*EXERCISE DATA:*

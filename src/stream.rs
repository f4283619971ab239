//! Async encoding that can abandon a stuck row fetch.

use std::time::Duration;

use crate::{
    cancel::{ensure_active, CancellationSignal},
    encoder::row_read_error,
    result_set::zip_columns,
    AsyncResultSet, Cancellation, Cell, EncodedDocument, Encoder, Result, RowJsonError,
};

impl Encoder {
    /// Encodes every row of `rows`, racing each fetch against `cancel`.
    ///
    /// When `cancel` carries no deadline and the encoder was configured with
    /// `timeout_ms`, that timeout starts now. `rows` is closed before
    /// returning, whatever the outcome.
    pub async fn encode_async<R>(
        &self,
        rows: &mut R,
        cancel: &Cancellation,
    ) -> Result<EncodedDocument>
    where
        R: AsyncResultSet + ?Sized,
    {
        if rows.is_closed() {
            return Err(RowJsonError::EmptyResultSet);
        }

        let cancel = self.effective_cancellation(cancel);
        let result = self.encode_stream(rows, &cancel).await;
        rows.close().await;
        result
    }

    fn effective_cancellation(&self, cancel: &Cancellation) -> Cancellation {
        match (cancel.deadline(), self.timeout_ms) {
            (None, Some(timeout_ms)) => cancel
                .clone()
                .with_timeout(Duration::from_millis(timeout_ms)),
            _ => cancel.clone(),
        }
    }

    async fn encode_stream<R>(
        &self,
        rows: &mut R,
        cancel: &Cancellation,
    ) -> Result<EncodedDocument>
    where
        R: AsyncResultSet + ?Sized,
    {
        let cols = rows
            .column_names()
            .and_then(|names| zip_columns(names, rows.column_decltypes()?))
            .map_err(RowJsonError::Metadata)?;

        let mut builder = self.builder(&cols);
        let mut cells = vec![Cell::Null; cols.len()];

        loop {
            ensure_active(cancel)?;

            let advanced = tokio::select! {
                biased;
                () = cancel.fired() => Err(RowJsonError::Cancelled { cause: cancel.cause() }),
                advanced = rows.next() => advanced.map_err(row_read_error),
            }?;
            if !advanced {
                break;
            }

            rows.scan_raw_cells(&mut cells).map_err(row_read_error)?;
            ensure_active(cancel)?;
            builder.push_row(&cells)?;
        }

        ensure_active(cancel)?;
        #[cfg(feature = "tracing")]
        let encoded_rows = builder.rows();
        let document = builder.finish();
        ensure_active(cancel)?;

        #[cfg(feature = "tracing")]
        tracing::debug!(
            "encoded {} streamed rows into {} bytes",
            encoded_rows,
            document.len()
        );

        Ok(document)
    }
}

/// Encodes `rows` with a default [`Encoder`], racing each fetch against `cancel`.
pub async fn encode_async<R>(rows: &mut R, cancel: &Cancellation) -> Result<EncodedDocument>
where
    R: AsyncResultSet + ?Sized,
{
    Encoder::new().encode_async(rows, cancel).await
}
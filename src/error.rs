/// Boxed error returned by result set implementations.
pub type BoxError = Box<dyn std::error::Error + Send + Sync + 'static>;

/// Error type returned by this crate.
#[derive(Debug, thiserror::Error)]
pub enum RowJsonError {
    /// The result set was missing or already closed before encoding began.
    #[error("empty result set")]
    EmptyResultSet,
    /// Column metadata could not be read; no rows were fetched.
    #[error("metadata error: {0}")]
    Metadata(#[source] BoxError),
    /// Advancing or scanning the result set failed mid-stream.
    #[error("row read error: {0}")]
    RowRead(#[source] BoxError),
    /// The cancellation signal fired before the document was complete.
    #[error("cancelled{}", cause_suffix(.cause))]
    Cancelled {
        /// Underlying cause reported by the signal, if any.
        cause: Option<String>,
    },
    /// The encoded document could not be decoded into the target type.
    #[error("decode error: {0}")]
    Decode(#[from] serde_json::Error),
}

fn cause_suffix(cause: &Option<String>) -> String {
    cause
        .as_deref()
        .map(|cause| format!(": {cause}"))
        .unwrap_or_default()
}

impl RowJsonError {
    /// Returns `true` when re-running the whole query may succeed.
    pub fn is_retryable(&self) -> bool {
        matches!(self, Self::RowRead(_))
    }

    /// Returns `true` for deadline or cancellation failures.
    pub fn is_cancelled(&self) -> bool {
        matches!(self, Self::Cancelled { .. })
    }
}

#[cfg(test)]
mod tests {
    use super::RowJsonError;

    #[test]
    fn cancelled_display_includes_cause() {
        let err = RowJsonError::Cancelled {
            cause: Some("deadline exceeded".to_owned()),
        };
        assert_eq!(err.to_string(), "cancelled: deadline exceeded");
        assert_eq!(
            RowJsonError::Cancelled { cause: None }.to_string(),
            "cancelled"
        );
    }

    #[test]
    fn only_row_read_is_retryable() {
        assert!(RowJsonError::RowRead("connection reset".into()).is_retryable());
        assert!(!RowJsonError::EmptyResultSet.is_retryable());
        assert!(!RowJsonError::Metadata("gone".into()).is_retryable());
        assert!(!RowJsonError::Cancelled { cause: None }.is_retryable());
        assert!(RowJsonError::Cancelled { cause: None }.is_cancelled());
    }
}
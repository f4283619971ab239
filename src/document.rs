use std::{fmt, ops::Deref, str::Utf8Error, sync::Arc};

/// A complete JSON array of row objects.
///
/// Immutable once built; clones share the same bytes.
#[derive(Clone, PartialEq, Eq, Hash)]
pub struct EncodedDocument(Arc<[u8]>);

impl EncodedDocument {
    pub(crate) fn new(bytes: Vec<u8>) -> Self {
        Self(bytes.into())
    }

    pub fn as_bytes(&self) -> &[u8] {
        &self.0
    }

    /// Views the document as text.
    ///
    /// Fails only when a cell carried bytes that are not UTF-8.
    pub fn to_str(&self) -> Result<&str, Utf8Error> {
        std::str::from_utf8(&self.0)
    }

    pub fn to_vec(&self) -> Vec<u8> {
        self.0.to_vec()
    }
}

impl Deref for EncodedDocument {
    type Target = [u8];

    fn deref(&self) -> &[u8] {
        &self.0
    }
}

impl AsRef<[u8]> for EncodedDocument {
    fn as_ref(&self) -> &[u8] {
        &self.0
    }
}

impl fmt::Debug for EncodedDocument {
    fn fmt(&self, f: &mut fmt::Formatter<'_>) -> fmt::Result {
        f.debug_tuple("EncodedDocument")
            .field(&String::from_utf8_lossy(&self.0))
            .finish()
    }
}

impl fmt::Display for EncodedDocument {
    fn fmt(&self, f: &mut fmt::Formatter<'_>) -> fmt::Result {
        f.write_str(&String::from_utf8_lossy(&self.0))
    }
}

impl From<EncodedDocument> for Vec<u8> {
    fn from(document: EncodedDocument) -> Self {
        document.to_vec()
    }
}

#[cfg(test)]
mod tests {
    use super::EncodedDocument;

    #[test]
    fn clones_share_bytes() {
        let doc = EncodedDocument::new(br#"[{"a":1}]"#.to_vec());
        let copy = doc.clone();
        assert_eq!(doc.as_bytes().as_ptr(), copy.as_bytes().as_ptr());
        assert_eq!(copy.to_str().expect("must be utf-8"), r#"[{"a":1}]"#);
        assert_eq!(doc.len(), 9);
        assert_eq!(format!("{doc}"), r#"[{"a":1}]"#);
    }

    #[test]
    fn non_utf8_is_reported() {
        let doc = EncodedDocument::new(b"[{\"a\":\"\xff\"}]".to_vec());
        assert!(doc.to_str().is_err());
        assert!(format!("{doc:?}").starts_with("EncodedDocument("));
    }
}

*WORK ITEM:*
Word for word, give the whole listing again.

*THE COMPLETED TASK:*
filename src/stream.rs
repository f4283619971ab239
//! Async encoding that can abandon a stuck row fetch.

use std::time::Duration;

use crate::{
    cancel::{ensure_active, CancellationSignal},
    encoder::row_read_error,
    result_set::zip_columns,
    AsyncResultSet, Cancellation, Cell, EncodedDocument, Encoder, Result, RowJsonError,
};

impl Encoder {
    /// Encodes every row of `rows`, racing each fetch against `cancel`.
    ///
    /// When `cancel` carries no deadline and the encoder was configured with
    /// `timeout_ms`, that timeout starts now. `rows` is closed before
    /// returning, whatever the outcome.
    pub async fn encode_async<R>(
        &self,
        rows: &mut R,
        cancel: &Cancellation,
    ) -> Result<EncodedDocument>
    where
        R: AsyncResultSet + ?Sized,
    {
        if rows.is_closed() {
            return Err(RowJsonError::EmptyResultSet);
        }

        let cancel = self.effective_cancellation(cancel);
        let result = self.encode_stream(rows, &cancel).await;
        rows.close().await;
        result
    }

    fn effective_cancellation(&self, cancel: &Cancellation) -> Cancellation {
        match (cancel.deadline(), self.timeout_ms) {
            (None, Some(timeout_ms)) => cancel
                .clone()
                .with_timeout(Duration::from_millis(timeout_ms)),
            _ => cancel.clone(),
        }
    }

    async fn encode_stream<R>(
        &self,
        rows: &mut R,
        cancel: &Cancellation,
    ) -> Result<EncodedDocument>
    where
        R: AsyncResultSet + ?Sized,
    {
        let cols = rows
            .column_names()
            .and_then(|names| zip_columns(names, rows.column_decltypes()?))
            .map_err(RowJsonError::Metadata)?;

        let mut builder = self.builder(&cols);
        let mut cells = vec![Cell::Null; cols.len()];

        loop {
            ensure_active(cancel)?;

            let advanced = tokio::select! {
                biased;
                () = cancel.fired() => Err(RowJsonError::Cancelled { cause: cancel.cause() }),
                advanced = rows.next() => advanced.map_err(row_read_error),
            }?;
            if !advanced {
                break;
            }

            rows.scan_raw_cells(&mut cells).map_err(row_read_error)?;
            ensure_active(cancel)?;
            builder.push_row(&cells)?;
        }

        ensure_active(cancel)?;
        #[cfg(feature = "tracing")]
        let encoded_rows = builder.rows();
        let document = builder.finish();
        ensure_active(cancel)?;

        #[cfg(feature = "tracing")]
        tracing::debug!(
            "encoded {} streamed rows into {} bytes",
            encoded_rows,
            document.len()
        );

        Ok(document)
    }
}

/// Encodes `rows` with a default [`Encoder`], racing each fetch against `cancel`.
pub async fn encode_async<R>(rows: &mut R, cancel: &Cancellation) -> Result<EncodedDocument>
where
    R: AsyncResultSet + ?Sized,
{
    Encoder::new().encode_async(rows, cancel).await
}
filename src/error.rs
/// Boxed error returned by result set implementations.
pub type BoxError = Box<dyn std::error::Error + Send + Sync + 'static>;

/// Error type returned by this crate.
#[derive(Debug, thiserror::Error)]
pub enum RowJsonError {
    /// The result set was missing or already closed before encoding began.
    #[error("empty result set")]
    EmptyResultSet,
    /// Column metadata could not be read; no rows were fetched.
    #[error("metadata error: {0}")]
    Metadata(#[source] BoxError),
    /// Advancing or scanning the result set failed mid-stream.
    #[error("row read error: {0}")]
    RowRead(#[source] BoxError),
    /// The cancellation signal fired before the document was complete.
    #[error("cancelled{}", cause_suffix(.cause))]
    Cancelled {
        /// Underlying cause reported by the signal, if any.
        cause: Option<String>,
    },
    /// The encoded document could not be decoded into the target type.
    #[error("decode error: {0}")]
    Decode(#[from] serde_json::Error),
}

fn cause_suffix(cause: &Option<String>) -> String {
    cause
        .as_deref()
        .map(|cause| format!(": {cause}"))
        .unwrap_or_default()
}

impl RowJsonError {
    /// Returns `true` when re-running the whole query may succeed.
    pub fn is_retryable(&self) -> bool {
        matches!(self, Self::RowRead(_))
    }

    /// Returns `true` for deadline or cancellation failures.
    pub fn is_cancelled(&self) -> bool {
        matches!(self, Self::Cancelled { .. })
    }
}

#[cfg(test)]
mod tests {
    use super::RowJsonError;

    #[test]
    fn cancelled_display_includes_cause() {
        let err = RowJsonError::Cancelled {
            cause: Some("deadline exceeded".to_owned()),
        };
        assert_eq!(err.to_string(), "cancelled: deadline exceeded");
        assert_eq!(
            RowJsonError::Cancelled { cause: None }.to_string(),
            "cancelled"
        );
    }

    #[test]
    fn only_row_read_is_retryable() {
        assert!(RowJsonError::RowRead("connection reset".into()).is_retryable());
        assert!(!RowJsonError::EmptyResultSet.is_retryable());
        assert!(!RowJsonError::Metadata("gone".into()).is_retryable());
        assert!(!RowJsonError::Cancelled { cause: None }.is_retryable());
        assert!(RowJsonError::Cancelled { cause: None }.is_cancelled());
    }
}
repository f4283619971ab239
filename src/document.rs
use std::{fmt, ops::Deref, str::Utf8Error, sync::Arc};

/// A complete JSON array of row objects.
///
/// Immutable once built; clones share the same bytes.
#[derive(Clone, PartialEq, Eq, Hash)]
pub struct EncodedDocument(Arc<[u8]>);

impl EncodedDocument {
    pub(crate) fn new(bytes: Vec<u8>) -> Self {
        Self(bytes.into())
    }

    pub fn as_bytes(&self) -> &[u8] {
        &self.0
    }

    /// Views the document as text.
    ///
    /// Fails only when a cell carried bytes that are not UTF-8.
    pub fn to_str(&self) -> Result<&str, Utf8Error> {
        std::str::from_utf8(&self.0)
    }

    pub fn to_vec(&self) -> Vec<u8> {
        self.0.to_vec()
    }
}

impl Deref for EncodedDocument {
    type Target = [u8];

    fn deref(&self) -> &[u8] {
        &self.0
    }
}

impl AsRef<[u8]> for EncodedDocument {
    fn as_ref(&self) -> &[u8] {
        &self.0
    }
}

impl fmt::Debug for EncodedDocument {
    fn fmt(&self, f: &mut fmt::Formatter<'_>) -> fmt::Result {
        f.debug_tuple("EncodedDocument")
            .field(&String::from_utf8_lossy(&self.0))
            .finish()
    }
}

impl fmt::Display for EncodedDocument {
    fn fmt(&self, f: &mut fmt::Formatter<'_>) -> fmt::Result {
        f.write_str(&String::from_utf8_lossy(&self.0))
    }
}

impl From<EncodedDocument> for Vec<u8> {
    fn from(document: EncodedDocument) -> Self {
        document.to_vec()
    }
}

#[cfg(test)]
mod tests {
    use super::EncodedDocument;

    #[test]
    fn clones_share_bytes() {
        let doc = EncodedDocument::new(br#"[{"a":1}]"#.to_vec());
        let copy = doc.clone();
        assert_eq!(doc.as_bytes().as_ptr(), copy.as_bytes().as_ptr());
        assert_eq!(copy.to_str().expect("must be utf-8"), r#"[{"a":1}]"#);
        assert_eq!(doc.len(), 9);
        assert_eq!(format!("{doc}"), r#"[{"a":1}]"#);
    }

    #[test]
    fn non_utf8_is_reported() {
        let doc = EncodedDocument::new(b"[{\"a\":\"\xff\"}]".to_vec());
        assert!(doc.to_str().is_err());
        assert!(format!("{doc:?}").starts_with("EncodedDocument("));
    }
}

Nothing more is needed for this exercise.